Growing up, my mother would often ask me, “Why do you care so much about what others think?” It was a fair question, although she seemed to care a good deal about others’ opinions herself. Perhaps by continually posing the question to me, she hoped I’d turn out less like her. Who knows? Whatever her motivation, her question stuck with me over the years and helped shape my life.

I think of her question often because it seems these days many adults are stuck in childhood or adolescence. In the former, they’ve been groomed by parents to obey rules in fear of punishment or rejection. After all, even in the best of childhoods life’s about pleasing the powers that be. As teens, it was all about peer pressure because bonding with folks who’re not family is how we separate from family. Acceptance by our peer group provides connections when we reject or rebel against parental mores and values.

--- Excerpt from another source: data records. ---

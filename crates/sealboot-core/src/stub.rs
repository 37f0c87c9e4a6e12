use std::fmt::Write as _;

use crate::error::{Result, SealbootError};

/// Upper bound on instance launch metadata.
pub const MAX_STUB_BYTES: usize = 16 * 1024;

/// Values baked into a bootstrap stub. Nothing is read from the node's
/// environment at boot.
#[derive(Debug, Clone, PartialEq, Eq)]
pub struct StubParams {
    pub region: Option<String>,
    pub endpoint: Option<String>,
    pub prefix: String,
    pub chunks: u32,
    /// Path of the sealboot binary on the node image.
    pub binary: String,
    pub final_path: String,
}

/// Render the `#!/bin/bash` launch-metadata script that runs the
/// reconstructor with the chunk group's coordinates.
pub fn render_stub(params: &StubParams) -> Result<String> {
    let mut args = vec![
        shell_quote(&params.binary),
        "reconstruct".to_string(),
        "--prefix".to_string(),
        shell_quote(&params.prefix),
        "--chunks".to_string(),
        params.chunks.to_string(),
        "--final-path".to_string(),
        shell_quote(&params.final_path),
    ];
    if let Some(region) = params.region.as_deref().filter(|r| !r.is_empty()) {
        args.push("--region".to_string());
        args.push(shell_quote(region));
    }
    if let Some(endpoint) = params.endpoint.as_deref().filter(|e| !e.is_empty()) {
        args.push("--endpoint".to_string());
        args.push(shell_quote(endpoint));
    }

    let mut script = String::from("#!/bin/bash\nset -o errexit\nset -o nounset\nset -o pipefail\n\n");
    // Writing into a String cannot fail.
    let _ = writeln!(script, "exec {}", args.join(" "));

    if script.len() > MAX_STUB_BYTES {
        return Err(SealbootError::StubTooLarge {
            size: script.len(),
            limit: MAX_STUB_BYTES,
        });
    }
    Ok(script)
}

/// Single-quote a value for POSIX shells. Embedded quotes become `'\''`.
pub fn shell_quote(value: &str) -> String {
    let mut out = String::with_capacity(value.len() + 2);
    out.push('\'');
    for c in value.chars() {
        if c == '\'' {
            out.push_str("'\\''");
        } else {
            out.push(c);
        }
    }
    out.push('\'');
    out
}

Because these days we have far too much information about what everyone is thinking and doing, people seem to be focusing less and less on their own ideas, desires, and goals. I notice this with clients who relentlessly compare their own to others’ careers, appearance, families, and just about everything else I can think of. This is a sure fire way not to achieve emotional maturity and become your own person. 

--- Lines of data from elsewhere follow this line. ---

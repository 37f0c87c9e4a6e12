pub mod error;
pub mod local_store;
pub mod memory_store;
pub mod retry;
mod runtime;
pub mod ssm_store;

use std::collections::BTreeMap;

use serde::{Deserialize, Serialize};

pub use error::{ErrorKind, Result, StoreError};
pub use local_store::LocalStore;
pub use memory_store::{MemoryStore, StoreCall};
pub use ssm_store::SsmStore;

/// Ownership tags attached to every entry of a chunk group.
pub type Tags = BTreeMap<String, String>;

/// Synchronous client for an encrypted-at-rest secret key-value store.
///
/// Failures come back already classified (see [`ErrorKind`]); callers never
/// inspect backend error codes themselves. `put` creates or replaces the
/// entry, so a chunk group can be rewritten under the same prefix. `delete`
/// of an absent entry returns [`StoreError::NotFound`], which callers treat
/// as success.
pub trait SecretStore: Send + Sync {
    fn put(&self, name: &str, value: &str, tags: &Tags, secure: bool) -> Result<()>;
    fn get(&self, name: &str, decrypt: bool) -> Result<String>;
    fn delete(&self, name: &str) -> Result<()>;
}

impl<S: SecretStore + ?Sized> SecretStore for Box<S> {
    fn put(&self, name: &str, value: &str, tags: &Tags, secure: bool) -> Result<()> {
        (**self).put(name, value, tags, secure)
    }

    fn get(&self, name: &str, decrypt: bool) -> Result<String> {
        (**self).get(name, decrypt)
    }

    fn delete(&self, name: &str) -> Result<()> {
        (**self).delete(name)
    }
}

impl<S: SecretStore + ?Sized> SecretStore for &S {
    fn put(&self, name: &str, value: &str, tags: &Tags, secure: bool) -> Result<()> {
        (**self).put(name, value, tags, secure)
    }

    fn get(&self, name: &str, decrypt: bool) -> Result<String> {
        (**self).get(name, decrypt)
    }

    fn delete(&self, name: &str) -> Result<()> {
        (**self).delete(name)
    }
}

/// Backoff settings for store writes that hit throttling.
#[derive(Debug, Clone, PartialEq, Eq, Serialize, Deserialize)]
#[serde(deny_unknown_fields)]
pub struct RetryConfig {
    /// Maximum number of retry attempts (0 = no retries).
    #[serde(default = "default_max_retries")]
    pub max_retries: usize,
    /// Initial delay between retries in milliseconds.
    #[serde(default = "default_retry_delay_ms")]
    pub retry_delay_ms: u64,
    /// Maximum delay between retries in milliseconds.
    #[serde(default = "default_retry_max_delay_ms")]
    pub retry_max_delay_ms: u64,
    /// Total time budget spent sleeping between attempts, in milliseconds.
    #[serde(default = "default_max_elapsed_ms")]
    pub max_elapsed_ms: u64,
}

fn default_max_retries() -> usize {
    20
}

fn default_retry_delay_ms() -> u64 {
    1000
}

fn default_retry_max_delay_ms() -> u64 {
    30_000
}

fn default_max_elapsed_ms() -> u64 {
    5 * 60 * 1000
}

impl Default for RetryConfig {
    fn default() -> Self {
        Self {
            max_retries: default_max_retries(),
            retry_delay_ms: default_retry_delay_ms(),
            retry_max_delay_ms: default_retry_max_delay_ms(),
            max_elapsed_ms: default_max_elapsed_ms(),
        }
    }
}

#[derive(Debug, Clone, Copy, Default, PartialEq, Eq, Serialize, Deserialize)]
#[serde(rename_all = "lowercase")]
pub enum StoreBackend {
    #[default]
    Ssm,
    Local,
}

/// Connection settings for building a store client.
#[derive(Debug, Clone, Default, PartialEq, Eq, Serialize, Deserialize)]
#[serde(deny_unknown_fields)]
pub struct StoreConfig {
    #[serde(default)]
    pub backend: StoreBackend,
    /// AWS region of the parameter store (ssm backend).
    #[serde(default)]
    pub region: Option<String>,
    /// Endpoint override, e.g. a VPC endpoint (ssm backend).
    #[serde(default)]
    pub endpoint: Option<String>,
    #[serde(default)]
    pub access_key_id: Option<String>,
    #[serde(default)]
    pub secret_access_key: Option<String>,
    /// Root directory (local backend).
    #[serde(default)]
    pub path: Option<String>,
}

/// Build a store client from its configuration.
pub fn store_from_config(cfg: &StoreConfig) -> Result<Box<dyn SecretStore>> {
    match cfg.backend {
        StoreBackend::Ssm => {
            let region = cfg.region.as_deref().ok_or_else(|| {
                StoreError::Config("ssm backend requires 'region'".into())
            })?;
            if cfg.access_key_id.is_some() != cfg.secret_access_key.is_some() {
                return Err(StoreError::Config(
                    "ssm backend requires both access_key_id and secret_access_key when either is set"
                        .into(),
                ));
            }
            let credentials = cfg
                .access_key_id
                .as_deref()
                .zip(cfg.secret_access_key.as_deref());
            Ok(Box::new(SsmStore::new(
                region,
                cfg.endpoint.as_deref(),
                credentials,
            )?))
        }
        StoreBackend::Local => {
            let path = cfg.path.as_deref().ok_or_else(|| {
                StoreError::Config("local backend requires 'path'".into())
            })?;
            Ok(Box::new(LocalStore::new(path)?))
        }
    }
}

#[cfg(test)]
mod tests {
    use super::*;

    #[test]
    fn retry_defaults_allow_five_minutes_of_backoff() {
        let cfg = RetryConfig::default();
        assert_eq!(cfg.max_elapsed_ms, 300_000);
        assert!(cfg.retry_delay_ms <= cfg.retry_max_delay_ms);
    }

    #[test]
    fn ssm_backend_requires_region() {
        let cfg = StoreConfig::default();
        match store_from_config(&cfg) {
            Err(StoreError::Config(msg)) => assert!(msg.contains("region")),
            Err(other) => panic!("expected config error, got: {other}"),
            Ok(_) => panic!("expected config error"),
        }
    }

    #[test]
    fn ssm_backend_rejects_half_credentials() {
        let cfg = StoreConfig {
            region: Some("eu-west-1".into()),
            access_key_id: Some("AKIA".into()),
            ..StoreConfig::default()
        };
        assert!(matches!(
            store_from_config(&cfg),
            Err(StoreError::Config(_))
        ));
    }

    #[test]
    fn local_backend_builds_from_path() {
        let dir = tempfile::tempdir().unwrap();
        let cfg = StoreConfig {
            backend: StoreBackend::Local,
            path: Some(dir.path().to_string_lossy().to_string()),
            ..StoreConfig::default()
        };
        let store = store_from_config(&cfg).unwrap();
        store.put("/group/0", "abc", &Tags::new(), true).unwrap();
        assert_eq!(store.get("/group/0", true).unwrap(), "abc");
    }

    #[test]
    fn store_config_parses_from_yaml() {
        let cfg: StoreConfig = serde_yaml::from_str(
            "backend: ssm\nregion: us-west-2\nendpoint: https://ssm.example.internal\n",
        )
        .unwrap();
        assert_eq!(cfg.backend, StoreBackend::Ssm);
        assert_eq!(cfg.region.as_deref(), Some("us-west-2"));
    }
}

The only way that can happen is to march to your own drum once as often as necessary and break the mold. It’s called individuation. Many people mistake rebellion for individuation, but they’d be wrong. Rebelling is doing the opposite of what’s expected and that’s what I sense in many dysregulated eaters: defining yourself by who you are not or by defying people’s expectations of you rather than complying with them. Both depend on outward perceptions. Individuation, on the other hand, involves doing what feels best to you whether it’s expected or approved of or not.

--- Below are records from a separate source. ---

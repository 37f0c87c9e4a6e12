mod defaults;
mod resolve;
mod types;

pub use self::resolve::{
    CONFIG_ENV_VAR, ConfigSource, default_config_search_paths, load_config, load_or_default,
    minimal_config_template, resolve_config_path,
};
pub use self::types::*;
pub use sealboot_store::{RetryConfig, StoreBackend, StoreConfig};

#[cfg(test)]
pub(crate) use self::resolve::parse_config;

I recently read an article about how often to wash your hair. Really, do we need people to tell us this? If we haven’t figured it out via trial and error by adulthood, we’re not paying attention. Too many people no longer want to discover or test out if something might work. We want immediate answers: “the right way to” do things, and too often turn to experts to tell us what to do so we won’t be wrong and things won’t turn out “badly.” 

Truth is, if we don’t experiment, we end up embracing a cookie-cutter mentality to feel more comfortable. Far better to stay curious and keep learning about ourselves and the world and not accept easy answers. This is especially true when it comes to food. Turn inward, not outward to enjoy a healthy relationship with food and yourself.